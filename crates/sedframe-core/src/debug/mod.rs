//! Debug/test layer: fault injection, counters, config and tracing.
//!
//! Evaluation platforms interpose on the protocol engine through a
//! [`TestContext`]: a registry of armed faults, a typed config map with a
//! per-session overlay, monotonic counters and a bounded trace ring. The
//! engine consults the context at well-defined observation sites (see
//! [`FaultPoint`]); while the context is disabled every hook is a single
//! atomic load.
//!
//! There is one process-wide context reachable via [`TestContext::global`],
//! but everything also works against an explicitly constructed context so
//! tests can run isolated instances in parallel.

mod fault;
mod testsession;
mod trace;

pub use fault::{Fault, FaultAction, FaultBuilder, FaultCallback, FaultPoint, FaultTrigger};
pub use testsession::TestSession;
pub use trace::{DEFAULT_TRACE_CAPACITY, TraceEvent};

use std::{
    collections::{HashMap, VecDeque},
    sync::{Arc, Mutex, MutexGuard, OnceLock, PoisonError,
        atomic::{AtomicBool, Ordering}},
    time::Instant,
};

use crate::error::Result;

/// Counter names maintained by the engine.
pub mod counter {
    /// IF-SEND calls issued
    pub const TRANSPORT_SEND: &str = "transport.send";
    /// IF-RECV calls issued
    pub const TRANSPORT_RECV: &str = "transport.recv";
    /// Method retries performed under the SP_BUSY workaround
    pub const METHOD_RETRY: &str = "method.retry";
    /// Sessions successfully opened
    pub const SESSION_OPEN: &str = "session.open";
    /// Sessions closed
    pub const SESSION_CLOSE: &str = "session.close";
}

/// Named boolean workaround flags, stored in the global config map.
pub mod workaround {
    /// Retry method calls that answer SP_BUSY, up to `max_retries`
    pub const RETRY_ON_SP_BUSY: &str = "retry_on_sp_busy";
    /// Extend I/O deadlines to `timeout_extend_ms`
    pub const EXTEND_TIMEOUT: &str = "extend_timeout";
    /// SSC adapters skip revert confirmation
    pub const SKIP_REVERT_CONFIRM: &str = "skip_revert_confirm";
}

/// Recognized configuration keys.
pub mod config_key {
    /// u64: base deadline override for all I/O, in milliseconds
    pub const TIMEOUT_EXTEND_MS: &str = "timeout_extend_ms";
    /// i64: retry budget for SP_BUSY and transient errors
    pub const MAX_RETRIES: &str = "max_retries";
    /// bool: SSC adapters skip revert confirmation
    pub const SKIP_REVERT_CONFIRM: &str = "skip_revert_confirm";
    /// string: discovery runner overrides the reported serial
    pub const INJECT_SERIAL: &str = "inject_serial";
    /// u64: trace ring capacity
    pub const TRACE_CAPACITY: &str = "trace_capacity";
}

/// A typed configuration value.
#[derive(Debug, Clone, PartialEq, Eq)]
pub enum ConfigValue {
    /// Signed integer
    I64(i64),
    /// Unsigned integer
    U64(u64),
    /// Boolean flag
    Bool(bool),
    /// String
    Str(String),
    /// Raw bytes
    Bytes(Vec<u8>),
}

impl ConfigValue {
    /// Unsigned view; accepts a non-negative `I64` too.
    #[must_use]
    pub fn as_u64(&self) -> Option<u64> {
        match self {
            Self::U64(v) => Some(*v),
            Self::I64(v) => u64::try_from(*v).ok(),
            _ => None,
        }
    }

    /// Signed view; accepts a fitting `U64` too.
    #[must_use]
    pub fn as_i64(&self) -> Option<i64> {
        match self {
            Self::I64(v) => Some(*v),
            Self::U64(v) => i64::try_from(*v).ok(),
            _ => None,
        }
    }

    /// Boolean view.
    #[must_use]
    pub fn as_bool(&self) -> Option<bool> {
        match self {
            Self::Bool(v) => Some(*v),
            _ => None,
        }
    }

    /// String view.
    #[must_use]
    pub fn as_str(&self) -> Option<&str> {
        match self {
            Self::Str(v) => Some(v),
            _ => None,
        }
    }

    /// Bytes view.
    #[must_use]
    pub fn as_bytes(&self) -> Option<&[u8]> {
        match self {
            Self::Bytes(v) => Some(v),
            _ => None,
        }
    }
}

impl From<u64> for ConfigValue {
    fn from(v: u64) -> Self {
        Self::U64(v)
    }
}

impl From<i64> for ConfigValue {
    fn from(v: i64) -> Self {
        Self::I64(v)
    }
}

impl From<bool> for ConfigValue {
    fn from(v: bool) -> Self {
        Self::Bool(v)
    }
}

impl From<&str> for ConfigValue {
    fn from(v: &str) -> Self {
        Self::Str(v.to_string())
    }
}

impl From<String> for ConfigValue {
    fn from(v: String) -> Self {
        Self::Str(v)
    }
}

impl From<Vec<u8>> for ConfigValue {
    fn from(v: Vec<u8>) -> Self {
        Self::Bytes(v)
    }
}

#[derive(Default)]
struct Inner {
    global_config: HashMap<String, ConfigValue>,
    session_config: HashMap<(String, String), ConfigValue>,
    counters: HashMap<String, u64>,
    faults: Vec<Fault>,
    trace: VecDeque<TraceEvent>,
}

impl Inner {
    fn trace_capacity(&self) -> usize {
        self.global_config
            .get(config_key::TRACE_CAPACITY)
            .and_then(ConfigValue::as_u64)
            .map_or(DEFAULT_TRACE_CAPACITY, |v| v as usize)
    }

    fn push_trace(&mut self, event: TraceEvent) {
        let cap = self.trace_capacity().max(1);
        while self.trace.len() >= cap {
            self.trace.pop_front();
        }
        self.trace.push_back(event);
    }
}

/// Fault registry, config map, counters and trace ring.
///
/// Mutators take an internal mutex; the enabled check on the observation
/// path is a lock-free atomic load so a disabled context costs nothing.
pub struct TestContext {
    enabled: AtomicBool,
    epoch: Instant,
    inner: Mutex<Inner>,
}

impl Default for TestContext {
    fn default() -> Self {
        Self::new()
    }
}

impl TestContext {
    /// Create an independent, disabled context.
    #[must_use]
    pub fn new() -> Self {
        Self {
            enabled: AtomicBool::new(false),
            epoch: Instant::now(),
            inner: Mutex::new(Inner::default()),
        }
    }

    /// The process-wide context. Sessions constructed without an explicit
    /// context observe through this one.
    pub fn global() -> Arc<TestContext> {
        static GLOBAL: OnceLock<Arc<TestContext>> = OnceLock::new();
        Arc::clone(GLOBAL.get_or_init(|| Arc::new(TestContext::new())))
    }

    fn lock(&self) -> MutexGuard<'_, Inner> {
        self.inner.lock().unwrap_or_else(PoisonError::into_inner)
    }

    /// Turn observation hooks on.
    pub fn enable(&self) {
        self.enabled.store(true, Ordering::SeqCst);
    }

    /// Turn observation hooks off; every hook becomes a no-op.
    pub fn disable(&self) {
        self.enabled.store(false, Ordering::SeqCst);
    }

    /// Whether hooks are currently active.
    #[must_use]
    pub fn is_enabled(&self) -> bool {
        self.enabled.load(Ordering::Relaxed)
    }

    /// Disable and drop all faults, config, counters and trace.
    pub fn reset(&self) {
        self.disable();
        *self.lock() = Inner::default();
    }

    // ── Config ──────────────────────────────────────────────

    /// Set a global config value.
    pub fn set_global_config(&self, name: impl Into<String>, value: ConfigValue) {
        self.lock().global_config.insert(name.into(), value);
    }

    /// Remove a global config value.
    pub fn remove_global_config(&self, name: &str) {
        self.lock().global_config.remove(name);
    }

    /// Set a per-session overlay value.
    pub fn set_session_config(
        &self,
        session: impl Into<String>,
        name: impl Into<String>,
        value: ConfigValue,
    ) {
        self.lock().session_config.insert((session.into(), name.into()), value);
    }

    /// Look up a config value: the session overlay first (when a session is
    /// given), falling back to the global map.
    #[must_use]
    pub fn config(&self, name: &str, session: Option<&str>) -> Option<ConfigValue> {
        let inner = self.lock();
        if let Some(s) = session
            && let Some(v) = inner.session_config.get(&(s.to_string(), name.to_string()))
        {
            return Some(v.clone());
        }
        inner.global_config.get(name).cloned()
    }

    /// Typed config lookup: unsigned integer.
    #[must_use]
    pub fn config_u64(&self, name: &str, session: Option<&str>) -> Option<u64> {
        self.config(name, session).and_then(|v| v.as_u64())
    }

    /// Typed config lookup: signed integer.
    #[must_use]
    pub fn config_i64(&self, name: &str, session: Option<&str>) -> Option<i64> {
        self.config(name, session).and_then(|v| v.as_i64())
    }

    /// Typed config lookup: boolean.
    #[must_use]
    pub fn config_bool(&self, name: &str, session: Option<&str>) -> Option<bool> {
        self.config(name, session).and_then(|v| v.as_bool())
    }

    /// Typed config lookup: string.
    #[must_use]
    pub fn config_str(&self, name: &str, session: Option<&str>) -> Option<String> {
        self.config(name, session).and_then(|v| v.as_str().map(str::to_string))
    }

    /// True when the named workaround flag is set.
    #[must_use]
    pub fn workaround_active(&self, flag: &str) -> bool {
        self.is_enabled() && self.config_bool(flag, None).unwrap_or(false)
    }

    // ── Counters ────────────────────────────────────────────

    /// Increment a counter. No-op while disabled.
    pub fn bump(&self, name: &str) {
        if !self.is_enabled() {
            return;
        }
        *self.lock().counters.entry(name.to_string()).or_insert(0) += 1;
    }

    /// Current value of a counter (0 if never bumped).
    #[must_use]
    pub fn counter(&self, name: &str) -> u64 {
        self.lock().counters.get(name).copied().unwrap_or(0)
    }

    /// Snapshot of all counters.
    #[must_use]
    pub fn counters(&self) -> HashMap<String, u64> {
        self.lock().counters.clone()
    }

    // ── Faults ──────────────────────────────────────────────

    /// Arm a fault with no owning test session.
    pub fn arm(&self, builder: FaultBuilder) -> Result<()> {
        self.arm_owned(builder, None)
    }

    pub(crate) fn arm_owned(&self, builder: FaultBuilder, owner: Option<String>) -> Result<()> {
        let fault = builder.build(owner)?;
        tracing::debug!(name = %fault.name, point = fault.point.name(), "fault armed");
        self.lock().faults.push(fault);
        Ok(())
    }

    /// Remove a fault by name. Returns true if one was removed.
    pub fn disarm(&self, name: &str) -> bool {
        let mut inner = self.lock();
        let before = inner.faults.len();
        inner.faults.retain(|f| f.name != name);
        inner.faults.len() != before
    }

    /// How many times the named fault has fired, spent or not. `None` if no
    /// such fault is registered.
    #[must_use]
    pub fn fault_fired(&self, name: &str) -> Option<u64> {
        self.lock().faults.iter().find(|f| f.name == name).map(|f| f.fired)
    }

    /// Evaluate faults at an observation site, with no scope label.
    ///
    /// `buf` is the in-flight buffer; corrupt/replace/callback actions
    /// mutate it in place. An error return short-circuits the observed
    /// operation with that error.
    pub fn observe(&self, point: FaultPoint, buf: &mut Vec<u8>) -> Result<()> {
        if !self.is_enabled() {
            return Ok(());
        }
        self.observe_scoped(point, None, buf)
    }

    /// Evaluate faults at an observation site with a scope label; faults
    /// armed with [`FaultBuilder::scoped`] only match an equal label.
    pub fn observe_scoped(
        &self,
        point: FaultPoint,
        scope: Option<&str>,
        buf: &mut Vec<u8>,
    ) -> Result<()> {
        if !self.is_enabled() {
            return Ok(());
        }

        let mut callback: Option<FaultCallback> = None;
        let mut fired: Option<String> = None;
        let mut outcome: Result<()> = Ok(());

        {
            let mut inner = self.lock();
            if let Some(f) = inner.faults.iter_mut().find(|f| f.matches(point, scope)) {
                f.fired += 1;
                if let FaultTrigger::Times(n) = &mut f.trigger {
                    *n -= 1;
                    if *n == 0 {
                        f.spent = true;
                    }
                }
                fired = Some(f.name.clone());
                match &f.action {
                    FaultAction::ReturnError(e) => outcome = Err(e.clone()),
                    FaultAction::CorruptByte { offset, xor } => {
                        if let Some(b) = buf.get_mut(*offset) {
                            *b ^= xor;
                        }
                    },
                    FaultAction::ReplaceWith(bytes) => {
                        buf.clear();
                        buf.extend_from_slice(bytes);
                    },
                    FaultAction::Callback(c) => callback = Some(Arc::clone(c)),
                }
            }
        }

        // The callback runs outside the registry lock; re-entering context
        // mutation from inside it is disallowed by contract.
        if let Some(c) = callback {
            let mut f = c.lock().unwrap_or_else(PoisonError::into_inner);
            outcome = (f)(buf);
        }

        if let Some(name) = fired {
            tracing::trace!(fault = %name, point = point.name(), ok = outcome.is_ok(), "fault fired");
            let event = TraceEvent {
                at: self.epoch.elapsed(),
                tag: point.name(),
                detail: name,
                outcome: outcome.as_ref().err().cloned(),
            };
            self.lock().push_trace(event);
        }

        outcome
    }

    // ── Trace ───────────────────────────────────────────────

    /// Snapshot of the trace ring, oldest first.
    #[must_use]
    pub fn trace(&self) -> Vec<TraceEvent> {
        self.lock().trace.iter().cloned().collect()
    }

    /// Drop all trace events.
    pub fn clear_trace(&self) {
        self.lock().trace.clear();
    }

    // ── Session cleanup ─────────────────────────────────────

    /// Remove everything owned by a test session: its faults and its config
    /// overlay. The trace is left to the caller.
    pub fn remove_session(&self, session: &str) {
        let mut inner = self.lock();
        inner.faults.retain(|f| f.owner.as_deref() != Some(session));
        inner.session_config.retain(|(s, _), _| s != session);
    }
}

impl std::fmt::Debug for TestContext {
    fn fmt(&self, f: &mut std::fmt::Formatter<'_>) -> std::fmt::Result {
        let inner = self.lock();
        f.debug_struct("TestContext")
            .field("enabled", &self.is_enabled())
            .field("faults", &inner.faults.len())
            .field("counters", &inner.counters.len())
            .field("trace_len", &inner.trace.len())
            .finish()
    }
}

### DESCRIPTION OF THE TASK:
Go through the entries and copy every line that has "testsession".

### ANSWER FOR THIS EXERCISE:
mod testsession;
pub use testsession::TestSession;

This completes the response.